In realtà ad essere calpestate e travolte, in questo rapinoso vento morboso, che si nutre anche molto di paradisi artificiali e di laudani visionari, son spesso le povere mogli-sorelle-modelle, che passano da uno studio all’altro, oltre che dalle braccia inesperte e smaniose dei loro turbati compagni di vita e talvolta vengon tenute troppo a mollo nelle bagnarole d’acqua diaccie, per simulare domestici naufragi poetici di Ofelie imbibite, finendo poi dritte nell’al di là, afflitte da lunghe sedute (e non pittoriche) di tisi letali.
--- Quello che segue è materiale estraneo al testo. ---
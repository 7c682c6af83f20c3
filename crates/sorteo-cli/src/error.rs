//! Front end error types.

use sorteo_core::SessionError;
use thiserror::Error;

/// Errors that stop the terminal front end.
///
/// User-correctable rejections are rendered as messages and never reach
/// this type.
#[derive(Debug, Error)]
pub enum CliError {
    /// Reading input or writing output failed.
    #[error("I/O error: {0}")]
    Io(#[from] std::io::Error),

    /// The session reported a contract violation.
    #[error("session error: {0}")]
    Session(#[from] SessionError),
}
Jane Morris, per esempio, che è la moglie insoddisfatta del primo teorico del design, ancora artigianale, William, e si lascia amare da Dante Gabriele Rossetti, che la ripaga trasformandola in volto riconoscibile e musa ossessiva di tutta la sua pittura.

Facendole incarnare i ruoli così diversi ma uniformati da quella riconoscibile fisionomia, di Beatrice, Gemma Donati, Lucrezia Borgia (corteggiata incestuosamente dal padre pontefice Alessandro VI e dal fratello ribaldo Cesare, che le carezza le tipiche cascate di capigliatura arroventata, rubensiana). Ed è presente pure, Jane, mentre Giorgione dipinge le sue etere antiche, e Giotto medita le sue nuovo iconografie, ritrattando immaginariamente Dante (secondo l’ipotesi di un ritrovamento al Bargello, nel 1840). Perché poi i personaggi, e le fonti d’ispirazione, sono in fondo questi e ricorrenti, Dante e Francesca da Rimini e la Vita Nova, Shakespeare e i suoi estivi folletti, la Bibbia e sporadicamente Boccaccio («bocca baciata non perde ventura/ anzi rinnuova come fa la luna» - un bel po’ in anticipo sul Falstaff di Verdi). 
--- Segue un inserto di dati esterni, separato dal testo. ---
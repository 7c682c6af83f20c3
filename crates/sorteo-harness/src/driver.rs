//! Applies model operations to a real session.

use sorteo_core::{Environment, Session, SessionError};

use crate::model::{ObservableState, Operation, Outcome};

/// Run `op` against `session` and report what happened.
pub fn apply<E: Environment>(session: &mut Session<E>, op: &Operation) -> Outcome {
    let result = match op {
        Operation::Admit { name } => session.admit(name.text()).map(Outcome::Admitted),
        Operation::Draw => session.draw().map(|winner| Outcome::Drew(winner.position)),
        Operation::Reset => {
            session.reset();
            Ok(Outcome::Reset)
        },
    };

    result.unwrap_or_else(|e| match e {
        SessionError::Rejected(reason) => Outcome::Rejected(reason),
        SessionError::Draw(rejection) => Outcome::Refused(rejection),
        other => Outcome::Failed(other.to_string()),
    })
}

/// Observable state of a real session, in the model's shape.
pub fn observe<E: Environment>(session: &Session<E>) -> ObservableState {
    ObservableState {
        names: session.roster().names().map(str::to_owned).collect(),
        drawn: session.engine().drawn().iter().copied().collect(),
        last_winner: session.last_winner_position(),
    }
}

#[cfg(test)]
mod tests {
    use sorteo_core::{DrawRejection, RejectionReason};

    use super::*;
    use crate::{model::NameChoice, sim_env::SimEnv};

    #[test]
    fn admit_maps_to_outcomes() {
        let mut session = Session::new(SimEnv::with_seed(0));

        let ana = Operation::Admit { name: NameChoice(0) };
        assert_eq!(apply(&mut session, &ana), Outcome::Admitted("Ana".to_string()));
        assert_eq!(apply(&mut session, &ana), Outcome::Rejected(RejectionReason::Duplicate));
    }

    #[test]
    fn draw_and_reset_map_to_outcomes() {
        let mut session = Session::new(SimEnv::with_seed(0));
        assert_eq!(
            apply(&mut session, &Operation::Draw),
            Outcome::Refused(DrawRejection::EmptyRoster)
        );

        apply(&mut session, &Operation::Admit { name: NameChoice(1) });
        assert_eq!(apply(&mut session, &Operation::Draw), Outcome::Drew(0));
        assert_eq!(observe(&session).last_winner, Some(0));

        assert_eq!(apply(&mut session, &Operation::Reset), Outcome::Reset);
        assert!(observe(&session).names.is_empty());
    }
}
//! Reference model for model-based testing.
//!
//! The model is a simplified session that captures the admission and draw
//! rules without sampling. It serves as the oracle against which the real
//! `Session` is verified.
//!
//! # Design Principles
//!
//! - Simplicity: the model should be obviously correct
//! - Rules, not mechanism: captures WHAT is legal, not HOW it is picked

pub mod operation;
mod session;

pub use operation::{Divergence, NAME_POOL, NameChoice, Operation, Outcome};
pub use session::{ModelSession, ObservableState};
Peccato che non sia presente quel classico incredibile del preraffaellismo fiorito, che è la minuta, quasi miniaturistica, «narrazione» del giovane Gesù apprendista, nella moderna bottega del padre falegname, firmato da Everest Millais, che è curiosamente assente dalla mostra ed ingiustamente, visto che era considerato anche una sorta di teorico del gruppo, in dialogo con Ruskin (ma la decisione tassativa ed indecifrabile viene dai co-curatori inglesi e dunque conviene non fiatare, visto le belle opere che ci hanno inviato). Ci sono tutti gli altri, infatti, e con opere giuste e non soffocanti, da Hunt a Lord Leighton, da i vedutisti Boyce e Brett, da Burne-Jones a Crane, compreso il poeta-pittore non-sensical Edward Lear (anche in rapporto al vedutista della campagna romana Nino Costa). Ognuno che prende la sua via, a dimostrare ch’esser preraffaelliti non vuol dire soltanto idolatrare l’antico e la semplicità purista di Beato Angelico e Benozzo Gozzoli e del Camposanto gotico di Pisa, guastata dai «brillanti veleni insipidi» del demonizzato Raffaello. Ma esser «onesti» nel proprio assunto. E vicini alla verità dell’immaginario.